AI Legal Series

Legal AI Series [Chapter Eight]: AI-Powered Redaction: Protect Your Docs, and Media, Too

Share this article

So far, our discussions about the AI legal revolution have revolved around the many ways artificial intelligence is helping to combat the unstructured data crisis looming over the legal industry. However, one area we’ve yet to address, is what to do about all the personally identifying information (PII) that’s often contained within unstructured media files.

Unlike in days gone by, redacting unstructured data can’t be accomplished by hand with a box of good sharpies. Instead, you need a computer program. An automated redaction software that’s not only capable of editing sensitive text from documents, but that’s also equipped to handle faces, objects, and information inside unstructured media. One that’s time sensitive, cost-effective, and can be fully customized to meet the fluctuating needs of any compliance request, all without damaging any original files.

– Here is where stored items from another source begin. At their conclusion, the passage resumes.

//! ColorWall Control CLI
//!
//! Command-line interface for monitoring and controlling ColorWall light walls.

use anyhow::{Context, Result, bail};
use clap::{Parser, Subcommand};
use std::sync::Arc;
use std::sync::atomic::{AtomicBool, Ordering};
use std::time::Duration;

use color_wall::config::AppConfig;
use color_wall::protocol::{EFFECTS, id_for_name};
use color_wall::storage;
use color_wall::utils::parsing::{parse_param, parse_switch};
use color_wall::{ColorWall, PanelLight};

// =============================================================================
// CLI Arguments
// =============================================================================

/// ColorWall Control Tool
#[derive(Parser, Debug)]
#[command(name = "color-wall-cli")]
#[command(author, version, about, long_about = None)]
struct Args {
    /// Device address (ip or ip:port). Defaults to the saved host.
    #[arg(long, global = true)]
    host: Option<String>,

    /// Enable debug logging
    #[arg(short, long, global = true)]
    verbose: bool,

    #[command(subcommand)]
    command: Command,
}

#[derive(Subcommand, Debug)]
enum Command {
    /// Show current device state
    Status,

    /// Check that the device answers
    Validate,

    /// Validate and save the device address
    SetHost {
        /// Device address (ip or ip:port)
        host: String,
    },

    /// Switch the wall on or off
    Power {
        /// on or off
        state: String,

        /// Master brightness (0-255). Keeps the current value if omitted.
        #[arg(short, long)]
        brightness: Option<u8>,
    },

    /// List panels
    Panels,

    /// Turn a panel on, optionally changing brightness and color
    PanelOn {
        /// Panel id
        id: u16,

        /// Brightness (0-255)
        #[arg(short, long)]
        brightness: Option<u8>,

        /// Hue in degrees (0-360)
        #[arg(long)]
        hue: Option<f64>,

        /// Saturation percentage (0-100)
        #[arg(long)]
        saturation: Option<f64>,
    },

    /// Turn a panel off
    PanelOff {
        /// Panel id
        id: u16,
    },

    /// List effects with their configured parameters
    Effects,

    /// Start an effect with its configured parameters
    Effect {
        /// Effect name, e.g. "Color wash"
        name: String,
    },

    /// Change saved parameters of an effect
    Configure {
        /// Effect name, e.g. "Color wash"
        name: String,

        /// Parameters as name=value, e.g. speed=3 deltaHue=24
        #[arg(required = true)]
        params: Vec<String>,
    },

    /// Restore the default parameters of an effect
    ResetEffect {
        /// Effect name
        name: String,
    },

    /// Poll the device and print its state (Ctrl+C to stop)
    Monitor {
        /// Poll interval in seconds (default: saved poll interval)
        #[arg(short, long)]
        interval: Option<u64>,
    },
}

// =============================================================================
// Main
// =============================================================================

fn main() -> Result<()> {
    let args = Args::parse();

    let default_filter = if args.verbose { "debug" } else { "warn" };
    env_logger::Builder::from_env(env_logger::Env::default().default_filter_or(default_filter))
        .init();

    let config = storage::load_config().context("Failed to load config")?;
    let host = args.host.clone();

    match args.command {
        Command::Status => cmd_status(&resolve_host(host, &config)?, &config),
        Command::Validate => cmd_validate(&resolve_host(host, &config)?),
        Command::SetHost { host } => cmd_set_host(&host, config),
        Command::Power { state, brightness } => {
            cmd_power(&resolve_host(host, &config)?, &state, brightness)
        }
        Command::Panels => cmd_panels(&resolve_host(host, &config)?),
        Command::PanelOn {
            id,
            brightness,
            hue,
            saturation,
        } => cmd_panel_on(&resolve_host(host, &config)?, id, brightness, hue, saturation),
        Command::PanelOff { id } => cmd_panel_off(&resolve_host(host, &config)?, id),
        Command::Effects => cmd_effects(&config),
        Command::Effect { name } => cmd_effect(&resolve_host(host, &config)?, &config, &name),
        Command::Configure { name, params } => cmd_configure(config, &name, &params),
        Command::ResetEffect { name } => cmd_reset_effect(config, &name),
        Command::Monitor { interval } => cmd_monitor(
            &resolve_host(host, &config)?,
            &config,
            interval.unwrap_or(config.poll_interval),
        ),
    }
}

fn resolve_host(host: Option<String>, config: &AppConfig) -> Result<String> {
    match host.or_else(|| config.host.clone()) {
        Some(host) => Ok(host),
        None => bail!("No device configured. Use --host or `color-wall-cli set-host <HOST>`"),
    }
}

fn connect(host: &str, config: &AppConfig) -> Result<ColorWall> {
    let mut wall = ColorWall::new(host).context("Failed to create client")?;
    wall.load_effect_settings(&config.effects)
        .context("Invalid effect options")?;
    Ok(wall)
}

// =============================================================================
// Command Implementations
// =============================================================================

fn cmd_status(host: &str, config: &AppConfig) -> Result<()> {
    let mut wall = connect(host, config)?;
    wall.update().context("Failed to read device state")?;
    print!("{}", wall.state());
    Ok(())
}

fn cmd_validate(host: &str) -> Result<()> {
    println!("📡 Probing {}...", host);
    ColorWall::validate_connection(host).context("Device did not answer")?;
    println!("✅ ColorWall at {} is reachable.", host);
    Ok(())
}

fn cmd_set_host(host: &str, mut config: AppConfig) -> Result<()> {
    ColorWall::validate_connection(host).context("Device did not answer")?;
    config.host = Some(host.to_string());
    storage::save_config(&config).context("Failed to save config")?;
    println!("✅ Saved host {}", host);
    Ok(())
}

fn cmd_power(host: &str, state: &str, brightness: Option<u8>) -> Result<()> {
    let on = parse_switch(state)?;
    let wall = ColorWall::new(host).context("Failed to create client")?;

    let brightness = match brightness {
        Some(value) => value,
        None => {
            wall.get_power()
                .context("Failed to read power state")?
                .brightness
        }
    };

    if !wall.set_power(on, brightness).context("Failed to set power")? {
        bail!("Device rejected the power change");
    }
    println!(
        "✅ Wall {} (brightness {})",
        if on { "on" } else { "off" },
        brightness
    );
    Ok(())
}

fn cmd_panels(host: &str) -> Result<()> {
    let wall = ColorWall::new(host).context("Failed to create client")?;
    let panels = wall.get_panels().context("Failed to read panels")?;

    println!("🧱 {} panels:", panels.len());
    println!("{}", "─".repeat(50));
    for panel in &panels {
        let (hue, saturation) = color_wall::utils::device_to_hs(panel.hue, panel.saturation);
        println!("  {}  ({:.0}°, {:.0}%)", panel, hue, saturation);
    }
    Ok(())
}

fn cmd_panel_on(
    host: &str,
    id: u16,
    brightness: Option<u8>,
    hue: Option<f64>,
    saturation: Option<f64>,
) -> Result<()> {
    let mut wall = ColorWall::new(host).context("Failed to create client")?;
    wall.update().context("Failed to read device state")?;
    let mut light = PanelLight::new(&wall, id)?;

    let hs = match (hue, saturation) {
        (None, None) => None,
        (hue, saturation) => {
            let (current_hue, current_saturation) = light.hs_color();
            Some((
                hue.unwrap_or(current_hue),
                saturation.unwrap_or(current_saturation),
            ))
        }
    };

    light
        .turn_on(&mut wall, brightness, hs)
        .context("Failed to update panel")?;
    println!("✅ {}", light.panel());
    Ok(())
}

fn cmd_panel_off(host: &str, id: u16) -> Result<()> {
    let mut wall = ColorWall::new(host).context("Failed to create client")?;
    wall.update().context("Failed to read device state")?;
    let mut light = PanelLight::new(&wall, id)?;

    light.turn_off(&mut wall).context("Failed to update panel")?;
    println!("✅ {} off", light.name());
    Ok(())
}

fn cmd_effects(config: &AppConfig) -> Result<()> {
    println!("🎨 Effects:");
    for kind in EFFECTS {
        let effect = config
            .effects
            .effect(kind.id())
            .with_context(|| format!("Invalid options for '{}'", kind.name()))?;
        println!("  [{}] {}", kind.id(), effect);
    }
    Ok(())
}

fn cmd_effect(host: &str, config: &AppConfig, name: &str) -> Result<()> {
    let wall = connect(host, config)?;
    let effect = wall.configured_effect(name)?;

    println!("🎨 Starting {}", effect);
    if !wall.set_effect(&effect).context("Failed to set effect")? {
        bail!("Device rejected effect '{}'", name);
    }
    println!("✅ Effect started.");
    Ok(())
}

fn cmd_configure(mut config: AppConfig, name: &str, params: &[String]) -> Result<()> {
    let id = id_for_name(name)?;
    for param in params {
        let (key, value) = parse_param(param)?;
        config.effects.set_param(id, &key, value)?;
    }

    storage::save_config(&config).context("Failed to save config")?;
    println!("✅ {}", config.effects.effect(id)?);
    Ok(())
}

fn cmd_reset_effect(mut config: AppConfig, name: &str) -> Result<()> {
    let id = id_for_name(name)?;
    config.effects.reset(id)?;

    storage::save_config(&config).context("Failed to save config")?;
    println!("✅ {}", config.effects.effect(id)?);
    Ok(())
}

fn cmd_monitor(host: &str, config: &AppConfig, interval_secs: u64) -> Result<()> {
    let mut wall = connect(host, config)?;

    // Setup Ctrl+C handler
    let running = Arc::new(AtomicBool::new(true));
    let r = running.clone();

    ctrlc::set_handler(move || {
        r.store(false, Ordering::SeqCst);
    })
    .context("Failed to set Ctrl+C handler")?;

    println!(
        "📡 Monitoring {} every {}s (Ctrl+C to stop)...\n",
        host, interval_secs
    );

    let mut available = true;
    while running.load(Ordering::SeqCst) {
        match wall.update() {
            Ok(()) => {
                if !available {
                    println!("✅ {} is reachable again", host);
                }
                available = true;
                // Clear screen and move cursor to top
                print!("\x1B[2J\x1B[1;1H");
                print!("{}", wall.state());
            }
            Err(e) if e.is_connection() => {
                if available {
                    println!("❌ {} unavailable: {}", host, e);
                }
                available = false;
            }
            Err(e) => return Err(e).context("Failed to read device state"),
        }

        // Sleep in small steps so Ctrl+C stays responsive
        let ticks = sleep_ticks(interval_secs);
        let mut waited = 0;
        while waited < ticks && running.load(Ordering::SeqCst) {
            std::thread::sleep(Duration::from_millis(100));
            waited += 1;
        }
    }

    println!("\n👋 Monitor stopped.");
    Ok(())
}

/// Number of 100 ms sleeps in one poll interval.
fn sleep_ticks(interval_secs: u64) -> u64 {
    interval_secs.saturating_mul(10)
}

Until recently, getting all of that in a single platform has been a tall order. However, with automated redaction software, attorneys can now have their cake, and eat it too.

In this article, we’ll talk about what PII is, how unstructured data has expanded its scope, and discuss all the ways in which AI can both better protect individual privacy, and streamline the e-discovery redaction process, all at the same time.


First off, let’s talk about personally identifiable information, and why it’s so important to protect.

The phrase, itself, is a mouthful (unfortunately, not of the cake variety), which is why most people simply shorten it to its acronym, PII. According to Homeland Security, PII is defined as any kind of information that either reveals the identity of a person, or else gives enough hints for someone to infer that identity.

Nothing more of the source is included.